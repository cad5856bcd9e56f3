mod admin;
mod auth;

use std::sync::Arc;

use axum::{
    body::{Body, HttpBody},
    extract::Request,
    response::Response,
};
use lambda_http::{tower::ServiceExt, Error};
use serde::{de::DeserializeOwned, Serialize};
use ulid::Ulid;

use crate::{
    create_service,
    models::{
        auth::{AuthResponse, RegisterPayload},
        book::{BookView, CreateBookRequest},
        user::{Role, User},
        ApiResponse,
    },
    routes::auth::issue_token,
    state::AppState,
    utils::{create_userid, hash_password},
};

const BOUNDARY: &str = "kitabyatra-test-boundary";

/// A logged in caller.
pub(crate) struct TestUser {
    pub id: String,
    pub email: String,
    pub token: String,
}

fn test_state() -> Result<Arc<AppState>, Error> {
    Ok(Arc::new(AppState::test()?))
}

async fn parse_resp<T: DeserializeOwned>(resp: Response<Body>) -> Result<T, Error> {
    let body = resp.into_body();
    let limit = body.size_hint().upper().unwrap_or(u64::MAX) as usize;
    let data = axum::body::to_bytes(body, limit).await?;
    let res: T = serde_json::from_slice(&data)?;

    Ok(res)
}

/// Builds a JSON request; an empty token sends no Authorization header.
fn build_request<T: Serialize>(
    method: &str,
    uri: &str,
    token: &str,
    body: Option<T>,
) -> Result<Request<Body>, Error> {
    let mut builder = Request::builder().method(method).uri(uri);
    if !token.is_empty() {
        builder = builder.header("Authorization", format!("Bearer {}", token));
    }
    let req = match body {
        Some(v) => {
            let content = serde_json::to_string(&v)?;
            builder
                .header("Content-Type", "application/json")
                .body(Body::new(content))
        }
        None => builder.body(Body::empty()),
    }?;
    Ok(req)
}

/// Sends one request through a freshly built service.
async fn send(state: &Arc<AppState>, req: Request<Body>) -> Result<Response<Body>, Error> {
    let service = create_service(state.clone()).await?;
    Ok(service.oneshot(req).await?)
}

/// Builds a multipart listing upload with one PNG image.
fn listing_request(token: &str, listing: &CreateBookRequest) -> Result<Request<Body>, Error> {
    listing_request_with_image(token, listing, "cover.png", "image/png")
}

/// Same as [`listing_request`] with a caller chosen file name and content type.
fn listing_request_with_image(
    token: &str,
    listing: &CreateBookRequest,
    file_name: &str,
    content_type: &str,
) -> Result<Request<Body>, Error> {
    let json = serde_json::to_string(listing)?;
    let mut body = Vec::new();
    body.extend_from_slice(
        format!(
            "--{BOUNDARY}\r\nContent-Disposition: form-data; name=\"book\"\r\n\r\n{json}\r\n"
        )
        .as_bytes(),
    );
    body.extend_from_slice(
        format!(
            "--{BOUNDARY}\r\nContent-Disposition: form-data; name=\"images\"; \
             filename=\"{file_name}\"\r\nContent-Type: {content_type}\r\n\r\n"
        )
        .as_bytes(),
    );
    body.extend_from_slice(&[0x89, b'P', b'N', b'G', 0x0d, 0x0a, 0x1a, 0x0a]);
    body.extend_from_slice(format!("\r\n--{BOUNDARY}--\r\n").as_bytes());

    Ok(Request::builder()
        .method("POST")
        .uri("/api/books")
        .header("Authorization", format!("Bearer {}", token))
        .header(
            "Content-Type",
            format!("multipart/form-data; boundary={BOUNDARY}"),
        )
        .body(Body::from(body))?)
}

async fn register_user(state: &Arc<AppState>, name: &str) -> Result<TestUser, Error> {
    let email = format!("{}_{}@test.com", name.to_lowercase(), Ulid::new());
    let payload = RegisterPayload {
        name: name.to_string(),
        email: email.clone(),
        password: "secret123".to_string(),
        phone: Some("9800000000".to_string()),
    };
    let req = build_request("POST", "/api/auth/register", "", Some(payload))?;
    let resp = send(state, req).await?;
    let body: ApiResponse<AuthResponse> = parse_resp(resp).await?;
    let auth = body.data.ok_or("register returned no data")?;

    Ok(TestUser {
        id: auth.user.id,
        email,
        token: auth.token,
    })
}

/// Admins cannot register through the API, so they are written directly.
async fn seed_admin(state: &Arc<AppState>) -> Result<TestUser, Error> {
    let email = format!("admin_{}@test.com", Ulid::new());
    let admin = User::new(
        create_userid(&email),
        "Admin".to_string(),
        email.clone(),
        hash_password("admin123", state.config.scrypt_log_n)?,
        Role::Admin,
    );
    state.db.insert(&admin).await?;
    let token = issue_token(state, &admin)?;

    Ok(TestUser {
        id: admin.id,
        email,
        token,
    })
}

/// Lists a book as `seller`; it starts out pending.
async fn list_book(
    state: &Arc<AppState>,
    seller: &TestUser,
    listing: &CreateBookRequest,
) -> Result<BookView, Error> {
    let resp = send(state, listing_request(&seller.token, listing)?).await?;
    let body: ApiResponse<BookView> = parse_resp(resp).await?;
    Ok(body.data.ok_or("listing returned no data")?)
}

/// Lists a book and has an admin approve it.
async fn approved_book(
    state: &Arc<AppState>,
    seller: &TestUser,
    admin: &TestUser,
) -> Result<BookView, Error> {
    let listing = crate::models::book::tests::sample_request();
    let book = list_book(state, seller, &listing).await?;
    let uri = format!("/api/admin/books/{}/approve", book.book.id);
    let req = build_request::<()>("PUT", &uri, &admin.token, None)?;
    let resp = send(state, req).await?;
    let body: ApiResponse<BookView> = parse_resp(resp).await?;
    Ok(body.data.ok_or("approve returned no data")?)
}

__________

What you are asked to do: Copy each line above that contains the word "AppState".

Task answer:
    state::AppState,
fn test_state() -> Result<Arc<AppState>, Error> {
    Ok(Arc::new(AppState::test()?))
async fn send(state: &Arc<AppState>, req: Request<Body>) -> Result<Response<Body>, Error> {
async fn register_user(state: &Arc<AppState>, name: &str) -> Result<TestUser, Error> {
async fn seed_admin(state: &Arc<AppState>) -> Result<TestUser, Error> {
    state: &Arc<AppState>,
    state: &Arc<AppState>,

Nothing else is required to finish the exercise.